Le géant américain de la pharmacie Pfizer, qui veut alléger sa facture fiscale, est déterminé à se marier coûte que coûte avec Allergan en dépit de l'offensive du Trésor pour faire barrage aux rapprochements anti-impôts.
Le montant de cette fusion entre le fabricant du Viagra et celui du traitement anti-rides Botox pourrait s'élever jusqu'à 150 milliards de dollars, ont indiqué à l'AFP des sources proches du dossier, ce qui en ferait la plus grosse opération d'évitement fiscal jamais réalisée par une entreprise américaine.
Disposant d'un gros trésor de guerre logé à l'étranger et qu'il ne souhaite pas rapatrier aux Etats-Unis par peur de payer trop d'impôts, Pfizer veut aller vite.
D'après le Wall Street Journal, les conseils d'administration des deux groupes auraient validé les fiançailles dimanche, et une annonce pourrait intervenir dès lundi. Contactés par l'AFP, Pfizer n'a pas voulu commenter et Allergan n'a pas répondu dans l'immédiat.
Selon les sources proches du dossier, un objectif était d'échapper aux nouvelles mesures du Trésor pour rendre difficile l'évitement fiscal des entreprises américaines qui veulent se domicilier à l'étranger par le biais d'acquisitions ou "Tax Inversion".
Ces règlementations vont par exemple limiter la possibilité de choisir un pays tiers au régime fiscal favorable pour établir le siège d'un nouveau groupe issu d'une opération de fusion. Elles vont aussi rendre plus difficile d'éviter le seuil de détention de 80% du capital d'une entreprise par un groupe américain, seuil qui le soumet à l'impôt américain sur les bénéfices.
Pour contourner ces obstacles, il est désormais envisagé que, sur la forme, ce soit Allergan, basé à Dublin (Irlande), qui achète Pfizer et non plus l'inverse, détaille une des deux sources.
Dans les faits, les actionnaires d'Allergan devraient détenir au final entre 40 à 45% de la nouvelle entité, tandis que ceux de Pfizer en auraient le contrôle. L'opération, qui s'effectuerait essentiellement par un échange d'actions, aurait aussi une composante en numéraire, poursuit la source.
Initialement, Pfizer, dont le quartier général est à New York, envisageait de mettre sur la table une offre de 370 à 380 dollars par action Allergan, selon une autre source proche du dossier.
Ce prix valoriserait la future mariée à 150 milliards de dollars et constituerait la plus grosse fusion de l'année, loin devant le rapprochement entre les brasseurs SABMiller et AB InBev (112 milliards de dollars).
- Redevenir numéro 1 -
"Les mesures du Trésor ne vont probablement pas arrêter cette opération", estime Alex Arfaei, analyste chez BMO Capital Markets, faisant remarquer que Pfizer a lancé une opération de charme auprès des élus américains, alors que les candidats à l'investiture républicaine pour la Maison Blanche tirent à boulets rouge sur la fiscalité des entreprises américaines.
Le deuxième groupe pharmaceutique mondial n'a jamais caché être attiré par le fait que le siège d'Allergan soit en Irlande où l'impôt sur les sociétés est presque trois fois plus faible qu'aux Etats-Unis.
De façon générale, le taux d'imposition des entreprises basées en Irlande est de 12,5% contre 35% aux Etats-Unis actuellement.
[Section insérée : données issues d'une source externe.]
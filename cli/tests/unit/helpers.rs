//! Shared test helpers: in-memory configuration and a quiet `AppContext`.

#![allow(dead_code)]

use std::path::PathBuf;

use anyhow::Result;
use elba_cli::app::{AppContext, AppFlags, BehaviourFlags, OutputFlags};
use elba_cli::application::ports::ConfigStore;
use elba_cli::domain::ElbaConfig;

/// Config store that never touches the filesystem.
pub struct InMemoryConfigStore(pub Option<ElbaConfig>);

impl ConfigStore for InMemoryConfigStore {
    fn load(&self) -> Result<Option<ElbaConfig>> {
        Ok(self.0.clone())
    }

    fn path(&self) -> Result<PathBuf> {
        Ok(PathBuf::from("/nonexistent/.fog"))
    }
}

fn flags(json: bool) -> AppFlags {
    AppFlags {
        output: OutputFlags {
            no_color: true,
            quiet: true,
            json,
        },
        behaviour: BehaviourFlags {
            yes: false,
            env: "default".to_string(),
        },
    }
}

/// Human-mode context with colors off and non-error output suppressed.
pub fn quiet_app() -> AppContext<InMemoryConfigStore> {
    AppContext::with_store(&flags(false), InMemoryConfigStore(None))
}

/// JSON-mode context.
pub fn json_app() -> AppContext<InMemoryConfigStore> {
    AppContext::with_store(&flags(true), InMemoryConfigStore(None))
}
//! Integration tests for the CLI surface and argument parsing.

#![allow(clippy::expect_used)]

use assert_cmd::Command;
use predicates::prelude::*;

fn elba() -> Command {
    let mut cmd = Command::new(assert_cmd::cargo::cargo_bin!("elba"));
    cmd.env("NO_COLOR", "1");
    cmd
}

// --- Help and version tests ---

#[test]
fn test_cli_no_args_shows_help_and_exits_two() {
    elba().assert().code(2).stderr(predicate::str::contains(
        "Attach and detach EC2 instances from Elastic Load Balancers",
    ));
}

#[test]
fn test_cli_help_lists_commands() {
    elba()
        .arg("--help")
        .assert()
        .success()
        .stdout(predicate::str::contains("Usage:"))
        .stdout(predicate::str::contains("list"))
        .stdout(predicate::str::contains("attach"))
        .stdout(predicate::str::contains("detach"));
}

#[test]
fn test_cli_version_flag_shows_version() {
    elba()
        .arg("--version")
        .assert()
        .success()
        .stdout(predicate::str::contains(concat!(
            "elba ",
            env!("CARGO_PKG_VERSION")
        )));
}

#[test]
fn test_unknown_command_fails() {
    elba()
        .arg("frobnicate")
        .assert()
        .code(2)
        .stderr(predicate::str::contains("unrecognized subcommand"));
}

// --- Subcommand arguments ---

#[test]
fn test_attach_requires_an_instance() {
    elba()
        .arg("attach")
        .assert()
        .code(2)
        .stderr(predicate::str::contains("<INSTANCE>..."));
}

#[test]
fn test_detach_requires_an_instance() {
    elba()
        .arg("detach")
        .assert()
        .code(2)
        .stderr(predicate::str::contains("<INSTANCE>..."));
}

#[test]
fn test_attach_help_documents_to_flag() {
    elba()
        .args(["attach", "--help"])
        .assert()
        .success()
        .stdout(predicate::str::contains("--to <ELB>"));
}

#[test]
fn test_list_help_documents_instances_flag() {
    elba()
        .args(["list", "--help"])
        .assert()
        .success()
        .stdout(predicate::str::contains("--instances"));
}

#[test]
fn test_to_flag_requires_value() {
    elba()
        .args(["attach", "i-001", "--to"])
        .assert()
        .code(2);
}
//! Application layer: port trait definitions and use-case orchestration.
//!
//! This module depends only on `crate::domain`, never on `crate::infra`,
//! `crate::commands`, or `crate::output`.

pub mod ports;
pub mod services;

pub use ports::{ConfigStore, LoadBalancerGateway, TargetPicker};
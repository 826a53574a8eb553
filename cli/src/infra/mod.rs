//! Infrastructure layer: concrete implementations of application port traits.
//!
//! This module contains all I/O-performing code: the AWS ELB client and
//! configuration file access.
//!
//! Imports from `crate::domain` and `crate::application::ports` are allowed.
//! Imports from `crate::commands` or `crate::output` are forbidden.

pub mod config;
pub mod elb;
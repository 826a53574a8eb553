//! Infrastructure implementation of the `ConfigStore` port.

use anyhow::{Context, Result};
use std::path::PathBuf;

use crate::application::ports::ConfigStore;
use crate::domain::config::ElbaConfig;

/// Environment variable overriding the configuration file location.
pub const CONFIG_ENV_VAR: &str = "ELBA_CONFIG";

/// Production implementation of `ConfigStore` backed by the fog-style YAML
/// file in the user's home directory (`~/.fog`).
pub struct YamlConfigStore;

impl ConfigStore for YamlConfigStore {
    fn load(&self) -> Result<Option<ElbaConfig>> {
        let path = self.path()?;
        if !path.exists() {
            return Ok(None);
        }
        let content = std::fs::read_to_string(&path)
            .with_context(|| format!("cannot read {}", path.display()))?;
        if content.trim().is_empty() {
            return Ok(Some(ElbaConfig::default()));
        }
        serde_yaml::from_str(&content)
            .map(Some)
            .with_context(|| format!("cannot parse {}", path.display()))
    }

    fn path(&self) -> Result<PathBuf> {
        if let Ok(val) = std::env::var(CONFIG_ENV_VAR) {
            return Ok(PathBuf::from(val));
        }
        let home =
            dirs::home_dir().ok_or_else(|| anyhow::anyhow!("cannot determine home directory"))?;
        Ok(home.join(".fog"))
    }
}
//! Port trait definitions for the Application layer.
//!
//! Ports are the interfaces (contracts) that infrastructure must fulfill.
//! This file imports only from `crate::domain`, never from `crate::infra`,
//! `crate::commands`, or `crate::output`.

use std::path::PathBuf;

use anyhow::Result;

use crate::domain::{ElbaConfig, InstanceId, LoadBalancer};

// ── Provider Gateway Port ─────────────────────────────────────────────────────

/// Load balancer operations of the cloud provider.
///
/// Implementations perform network I/O and may fail; every method is a
/// single provider round-trip (pagination aside) with no retries.
#[allow(async_fn_in_trait)]
pub trait LoadBalancerGateway {
    /// List every load balancer in the account/region with its members.
    async fn list_load_balancers(&self) -> Result<Vec<LoadBalancer>>;
    /// Re-read one load balancer. `Ok(None)` if it no longer exists.
    async fn describe_load_balancer(&self, name: &str) -> Result<Option<LoadBalancer>>;
    /// Register `instance` with the load balancer `name`.
    async fn register_instance(&self, name: &str, instance: &InstanceId) -> Result<()>;
    /// Deregister `instance` from the load balancer `name`.
    async fn deregister_instance(&self, name: &str, instance: &InstanceId) -> Result<()>;
}

// ── Configuration Port ────────────────────────────────────────────────────────

/// Abstracts loading of the credentials/region configuration file.
pub trait ConfigStore {
    /// Load the configuration, or `None` when no configuration file exists.
    fn load(&self) -> Result<Option<ElbaConfig>>;
    /// Location of the configuration file.
    fn path(&self) -> Result<PathBuf>;
}

// ── Disambiguation Port ───────────────────────────────────────────────────────

/// Asks the user to pick one load balancer among several candidates.
pub trait TargetPicker {
    /// Whether the user can be asked at all (interactive session).
    fn can_prompt(&self) -> bool;

    /// Return the index of the chosen candidate.
    ///
    /// # Errors
    ///
    /// Returns an error if the prompt itself fails (e.g. no TTY).
    fn pick(&self, candidates: &[LoadBalancer]) -> Result<usize>;
}
//! Shared mock infrastructure for unit tests.
//!
//! `FakeGateway` keeps an in-memory listing that register/deregister mutate,
//! and records every provider call so tests can assert on what was (not) sent.

#![allow(dead_code, clippy::expect_used)]

use std::cell::{Cell, RefCell};

use anyhow::{Result, bail};
use elba_cli::application::ports::{LoadBalancerGateway, TargetPicker};
use elba_cli::domain::{InstanceId, LoadBalancer};

// ── Listing helpers ──────────────────────────────────────────────────────────

pub fn lb(name: &str, instances: &[&str]) -> LoadBalancer {
    LoadBalancer::new(name, instances.iter().copied())
}

pub fn ids(raw: &[&str]) -> Vec<InstanceId> {
    raw.iter().map(|s| InstanceId::new(*s)).collect()
}

// ── Mock: in-memory ELB ──────────────────────────────────────────────────────

/// How the fake reacts to register/deregister.
#[derive(Debug, Clone, Copy, PartialEq, Eq)]
pub enum Behaviour {
    /// Apply the change.
    Apply,
    /// Accept the call but leave membership unchanged.
    Ignore,
    /// Fail the call.
    Fail,
}

pub struct FakeGateway {
    load_balancers: RefCell<Vec<LoadBalancer>>,
    calls: RefCell<Vec<String>>,
    mutations: Behaviour,
    fail_list: bool,
    fail_describe: Cell<bool>,
}

impl FakeGateway {
    pub fn new(load_balancers: Vec<LoadBalancer>) -> Self {
        Self {
            load_balancers: RefCell::new(load_balancers),
            calls: RefCell::new(Vec::new()),
            mutations: Behaviour::Apply,
            fail_list: false,
            fail_describe: Cell::new(false),
        }
    }

    pub fn with_mutations(mut self, behaviour: Behaviour) -> Self {
        self.mutations = behaviour;
        self
    }

    pub fn failing_list(mut self) -> Self {
        self.fail_list = true;
        self
    }

    pub fn fail_describe(&self) {
        self.fail_describe.set(true);
    }

    /// Remove a load balancer behind the session's back.
    pub fn delete(&self, name: &str) {
        self.load_balancers.borrow_mut().retain(|lb| lb.name != name);
    }

    pub fn calls(&self) -> Vec<String> {
        self.calls.borrow().clone()
    }

    /// Provider calls that change membership.
    pub fn mutation_calls(&self) -> Vec<String> {
        self.calls()
            .into_iter()
            .filter(|c| c.starts_with("register") || c.starts_with("deregister"))
            .collect()
    }

    pub fn members(&self, name: &str) -> Vec<String> {
        self.load_balancers
            .borrow()
            .iter()
            .find(|lb| lb.name == name)
            .map(|lb| lb.instances.iter().map(ToString::to_string).collect())
            .unwrap_or_default()
    }

    fn record(&self, call: String) {
        self.calls.borrow_mut().push(call);
    }

    fn mutate(&self, name: &str, apply: impl FnOnce(&mut LoadBalancer)) -> Result<()> {
        match self.mutations {
            Behaviour::Fail => bail!("Throttling: Rate exceeded"),
            Behaviour::Ignore => Ok(()),
            Behaviour::Apply => {
                let mut lbs = self.load_balancers.borrow_mut();
                let Some(target) = lbs.iter_mut().find(|lb| lb.name == name) else {
                    bail!("LoadBalancerNotFound: There is no ACTIVE Load Balancer named '{name}'");
                };
                apply(target);
                Ok(())
            }
        }
    }
}

impl LoadBalancerGateway for FakeGateway {
    async fn list_load_balancers(&self) -> Result<Vec<LoadBalancer>> {
        self.record("list".to_string());
        if self.fail_list {
            bail!("UnrecognizedClientException: The security token included in the request is invalid");
        }
        Ok(self.load_balancers.borrow().clone())
    }

    async fn describe_load_balancer(&self, name: &str) -> Result<Option<LoadBalancer>> {
        self.record(format!("describe {name}"));
        if self.fail_describe.get() {
            bail!("connection reset by peer");
        }
        Ok(self
            .load_balancers
            .borrow()
            .iter()
            .find(|lb| lb.name == name)
            .cloned())
    }

    async fn register_instance(&self, name: &str, instance: &InstanceId) -> Result<()> {
        self.record(format!("register {name} {instance}"));
        self.mutate(name, |lb| {
            lb.instances.insert(instance.clone());
        })
    }

    async fn deregister_instance(&self, name: &str, instance: &InstanceId) -> Result<()> {
        self.record(format!("deregister {name} {instance}"));
        self.mutate(name, |lb| {
            lb.instances.remove(instance);
        })
    }
}

// ── Mock: disambiguation prompt ──────────────────────────────────────────────

/// Answers the prompt with a fixed sequence of indices.
pub struct ScriptedPicker {
    answers: RefCell<Vec<usize>>,
    asked: Cell<usize>,
}

impl ScriptedPicker {
    pub fn answering(answers: &[usize]) -> Self {
        let mut answers = answers.to_vec();
        answers.reverse();
        Self {
            answers: RefCell::new(answers),
            asked: Cell::new(0),
        }
    }

    pub fn asked(&self) -> usize {
        self.asked.get()
    }
}

impl TargetPicker for ScriptedPicker {
    fn can_prompt(&self) -> bool {
        true
    }

    fn pick(&self, _: &[LoadBalancer]) -> Result<usize> {
        self.asked.set(self.asked.get() + 1);
        self.answers
            .borrow_mut()
            .pop()
            .ok_or_else(|| anyhow::anyhow!("no more scripted answers"))
    }
}

/// Non-interactive session: must never be asked.
pub struct NoPrompt;

impl TargetPicker for NoPrompt {
    fn can_prompt(&self) -> bool {
        false
    }

    fn pick(&self, _: &[LoadBalancer]) -> Result<usize> {
        bail!("prompt is not expected in this test")
    }
}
En 2014, la facture fiscale de Pfizer était de 26,5%, contre 4,8% à Allergan qui s'attend toutefois à voir ses bénéfices taxés à hauteur de 15% cette année.
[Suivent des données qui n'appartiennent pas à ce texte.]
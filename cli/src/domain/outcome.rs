//! Classified result of a single attach/detach.

use std::fmt;

use serde::Serialize;

/// Which membership change was requested.
#[derive(Debug, Clone, Copy, PartialEq, Eq, Serialize)]
#[serde(rename_all = "lowercase")]
pub enum Operation {
    Attach,
    Detach,
}

impl fmt::Display for Operation {
    fn fmt(&self, f: &mut fmt::Formatter<'_>) -> fmt::Result {
        f.write_str(match self {
            Self::Attach => "attach",
            Self::Detach => "detach",
        })
    }
}

/// What the provider's state looks like after a mutation, as confirmed by a
/// re-read.
#[derive(Debug, Clone, PartialEq, Eq, Serialize)]
#[serde(tag = "outcome", rename_all = "snake_case")]
pub enum MutationOutcome {
    /// The instance is now registered with `load_balancer`.
    Attached { load_balancer: String },
    /// The instance is no longer registered with `load_balancer`.
    Detached { load_balancer: String },
    /// The provider accepted the call but membership did not change.
    NoEffect {
        operation: Operation,
        load_balancer: String,
    },
}

impl MutationOutcome {
    /// `true` when the requested change is confirmed.
    #[must_use]
    pub fn is_confirmed(&self) -> bool {
        !matches!(self, Self::NoEffect { .. })
    }

    #[must_use]
    pub fn load_balancer(&self) -> &str {
        match self {
            Self::Attached { load_balancer }
            | Self::Detached { load_balancer }
            | Self::NoEffect { load_balancer, .. } => load_balancer,
        }
    }
}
En mai 2014, Pfizer avait déjà tenté de s'implanter fiscalement hors des Etats-Unis en rachetant son concurrent AstraZeneca, basé en Grande-Bretagne. Mais son offre de 117 milliards de dollars avait été rejetée.
Allergan permettrait par ailleurs à Pfizer de redevenir le premier groupe pharmaceutique mondial en termes de chiffre d'affaires devant le suisse Novartis (VX:NOVN) et de pouvoir finalement donner leur indépendance à ses produits matures affectés par l'expiration des brevets et la concurrence des génériques, estiment les analystes.
Outre le Botox, le portefeuille de la nouvelle entité comprendrait le traitement contre les troubles de l'érection Viagra ou encore l'anti-inflammatoire Celebrex et l'anti-cholestérol Lipitor.
Au-delà de Pfizer-Allergan, une partie des nouvelles mesures fiscales du Trésor est censée affecter des fusions opérées depuis septembre 2014.
Le mariage entre Medtronic, le fabricant américain d'appareils médicaux orthopédiques et cardiovasculaires, et son rival Covidien, installé en Irlande, pourrait ainsi être gêné. Idem pour Mylan (O:MYL), désormais basé hors des Etats-Unis depuis le rachat des actifs non-américains des laboratoires Abbott.